Your goal:
Output the entries that follow, word for word.

Material supplied:
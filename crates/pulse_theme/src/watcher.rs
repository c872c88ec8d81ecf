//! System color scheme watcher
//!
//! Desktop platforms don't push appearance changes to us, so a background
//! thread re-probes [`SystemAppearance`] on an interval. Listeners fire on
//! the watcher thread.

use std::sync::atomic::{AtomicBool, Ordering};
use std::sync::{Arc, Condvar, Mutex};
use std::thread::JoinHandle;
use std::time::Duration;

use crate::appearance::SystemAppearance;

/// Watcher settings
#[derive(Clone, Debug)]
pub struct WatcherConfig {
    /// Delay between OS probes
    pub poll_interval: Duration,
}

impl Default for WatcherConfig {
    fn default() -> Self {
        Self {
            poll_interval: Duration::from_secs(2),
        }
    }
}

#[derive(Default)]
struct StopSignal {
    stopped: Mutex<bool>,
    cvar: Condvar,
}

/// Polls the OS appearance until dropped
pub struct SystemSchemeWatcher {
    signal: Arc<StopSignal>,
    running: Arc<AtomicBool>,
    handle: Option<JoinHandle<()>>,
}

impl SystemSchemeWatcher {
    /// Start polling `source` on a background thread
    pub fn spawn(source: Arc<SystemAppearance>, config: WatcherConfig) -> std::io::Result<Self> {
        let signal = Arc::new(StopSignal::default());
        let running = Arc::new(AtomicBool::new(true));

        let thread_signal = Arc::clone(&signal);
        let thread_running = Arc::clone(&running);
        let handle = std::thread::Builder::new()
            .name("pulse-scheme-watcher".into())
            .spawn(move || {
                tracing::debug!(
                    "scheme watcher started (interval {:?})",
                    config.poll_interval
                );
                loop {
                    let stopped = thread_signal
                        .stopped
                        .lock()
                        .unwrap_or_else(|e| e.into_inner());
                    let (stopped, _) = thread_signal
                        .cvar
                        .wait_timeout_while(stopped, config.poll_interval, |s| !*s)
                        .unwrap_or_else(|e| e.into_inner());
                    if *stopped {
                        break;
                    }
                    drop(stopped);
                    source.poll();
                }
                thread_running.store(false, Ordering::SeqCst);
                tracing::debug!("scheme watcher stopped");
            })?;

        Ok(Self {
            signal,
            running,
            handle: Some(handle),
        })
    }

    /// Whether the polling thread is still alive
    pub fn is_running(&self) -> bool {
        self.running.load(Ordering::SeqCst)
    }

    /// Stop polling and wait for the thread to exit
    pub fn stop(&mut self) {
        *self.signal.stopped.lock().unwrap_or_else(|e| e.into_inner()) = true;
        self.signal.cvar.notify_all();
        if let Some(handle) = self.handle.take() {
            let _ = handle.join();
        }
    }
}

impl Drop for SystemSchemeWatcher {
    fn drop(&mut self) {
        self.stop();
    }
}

Output of the exercise:
filename crates/pulse_theme/src/watcher.rs
repository c872c88ec8d81ecf
//! System color scheme watcher
//!
//! Desktop platforms don't push appearance changes to us, so a background
//! thread re-probes [`SystemAppearance`] on an interval. Listeners fire on
//! the watcher thread.

use std::sync::atomic::{AtomicBool, Ordering};
use std::sync::{Arc, Condvar, Mutex};
use std::thread::JoinHandle;
use std::time::Duration;

use crate::appearance::SystemAppearance;

/// Watcher settings
#[derive(Clone, Debug)]
pub struct WatcherConfig {
    /// Delay between OS probes
    pub poll_interval: Duration,
}

impl Default for WatcherConfig {
    fn default() -> Self {
        Self {
            poll_interval: Duration::from_secs(2),
        }
    }
}

#[derive(Default)]
struct StopSignal {
    stopped: Mutex<bool>,
    cvar: Condvar,
}

/// Polls the OS appearance until dropped
pub struct SystemSchemeWatcher {
    signal: Arc<StopSignal>,
    running: Arc<AtomicBool>,
    handle: Option<JoinHandle<()>>,
}

impl SystemSchemeWatcher {
    /// Start polling `source` on a background thread
    pub fn spawn(source: Arc<SystemAppearance>, config: WatcherConfig) -> std::io::Result<Self> {
        let signal = Arc::new(StopSignal::default());
        let running = Arc::new(AtomicBool::new(true));

        let thread_signal = Arc::clone(&signal);
        let thread_running = Arc::clone(&running);
        let handle = std::thread::Builder::new()
            .name("pulse-scheme-watcher".into())
            .spawn(move || {
                tracing::debug!(
                    "scheme watcher started (interval {:?})",
                    config.poll_interval
                );
                loop {
                    let stopped = thread_signal
                        .stopped
                        .lock()
                        .unwrap_or_else(|e| e.into_inner());
                    let (stopped, _) = thread_signal
                        .cvar
                        .wait_timeout_while(stopped, config.poll_interval, |s| !*s)
                        .unwrap_or_else(|e| e.into_inner());
                    if *stopped {
                        break;
                    }
                    drop(stopped);
                    source.poll();
                }
                thread_running.store(false, Ordering::SeqCst);
                tracing::debug!("scheme watcher stopped");
            })?;

        Ok(Self {
            signal,
            running,
            handle: Some(handle),
        })
    }

    /// Whether the polling thread is still alive
    pub fn is_running(&self) -> bool {
        self.running.load(Ordering::SeqCst)
    }

    /// Stop polling and wait for the thread to exit
    pub fn stop(&mut self) {
        *self.signal.stopped.lock().unwrap_or_else(|e| e.into_inner()) = true;
        self.signal.cvar.notify_all();
        if let Some(handle) = self.handle.take() {
            let _ = handle.join();
        }
    }
}

impl Drop for SystemSchemeWatcher {
    fn drop(&mut self) {
        self.stop();
    }
}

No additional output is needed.